▶ [TASK TO CARRY OUT]:
Return the exact lines spanning from the line with "pub email: &'a" through the last line of the entries, boundaries included, and no others.

BEGIN MATERIAL FOR THE TASK

//! Request and response shapes of the IdeaCenter `Idea` resource.

use serde::{Deserialize, Deserializer, Serialize};

pub const AUTHENTICATION_PATH: &str = "/api/User/Authentication";
pub const CREATE_PATH: &str = "/api/Idea/Create";
pub const LIST_PATH: &str = "/api/Idea/All";
pub const EDIT_PATH: &str = "/api/Idea/Edit";
pub const DELETE_PATH: &str = "/api/Idea/Delete";

/// Query parameter naming the idea targeted by edit and delete.
pub const IDEA_ID_PARAM: &str = "ideaId";

pub const CREATED_MSG: &str = "Successfully created!";
pub const EDITED_MSG: &str = "Edited successfully";
pub const NO_SUCH_IDEA_MSG: &str = "There is no such idea!";

/// Body of create and edit requests.
#[derive(Debug, Clone, PartialEq, Eq, Serialize, Deserialize)]
pub struct IdeaRequest {
    pub title: String,
    pub description: String,
    #[serde(default)]
    pub url: String,
}

impl IdeaRequest {
    pub fn new(title: impl Into<String>, description: impl Into<String>) -> Self {
        Self {
            title: title.into(),
            description: description.into(),
            url: String::new(),
        }
    }
}

/// One element of the listing endpoint.
#[derive(Debug, Clone, PartialEq, Eq, Deserialize)]
pub struct IdeaRecord {
    #[serde(default, deserialize_with = "opaque_id")]
    pub id: Option<String>,
    #[serde(default)]
    pub title: Option<String>,
    #[serde(default)]
    pub description: Option<String>,
    #[serde(default)]
    pub url: Option<String>,
}

/// Credentials posted to the authentication endpoint.
#[derive(Debug, Clone, Serialize)]
pub struct LoginRequest<'a> {
    pub email: &'a str,
    pub password: &'a str,
}

#[derive(Debug, Clone, Deserialize)]
#[serde(rename_all = "camelCase")]
pub struct LoginResponse {
    #[serde(default)]
    pub access_token: Option<String>,
}

/// Identifiers are opaque: servers may emit them as strings or numbers.
fn opaque_id<'de, D>(deserializer: D) -> Result<Option<String>, D::Error>
where
    D: Deserializer<'de>,
{
    #[derive(Deserialize)]
    #[serde(untagged)]
    enum RawId {
        Text(String),
        Number(serde_json::Number),
    }

    Ok(Option::<RawId>::deserialize(deserializer)?.map(|raw| match raw {
        RawId::Text(text) => text,
        RawId::Number(number) => number.to_string(),
    }))
}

END MATERIAL FOR THE TASK

▶ [THE ANSWER]:
    pub email: &'a str,
    pub password: &'a str,
}

#[derive(Debug, Clone, Deserialize)]
#[serde(rename_all = "camelCase")]
pub struct LoginResponse {
    #[serde(default)]
    pub access_token: Option<String>,
}

/// Identifiers are opaque: servers may emit them as strings or numbers.
fn opaque_id<'de, D>(deserializer: D) -> Result<Option<String>, D::Error>
where
    D: Deserializer<'de>,
{
    #[derive(Deserialize)]
    #[serde(untagged)]
    enum RawId {
        Text(String),
        Number(serde_json::Number),
    }

    Ok(Option::<RawId>::deserialize(deserializer)?.map(|raw| match raw {
        RawId::Text(text) => text,
        RawId::Number(number) => number.to_string(),
    }))
}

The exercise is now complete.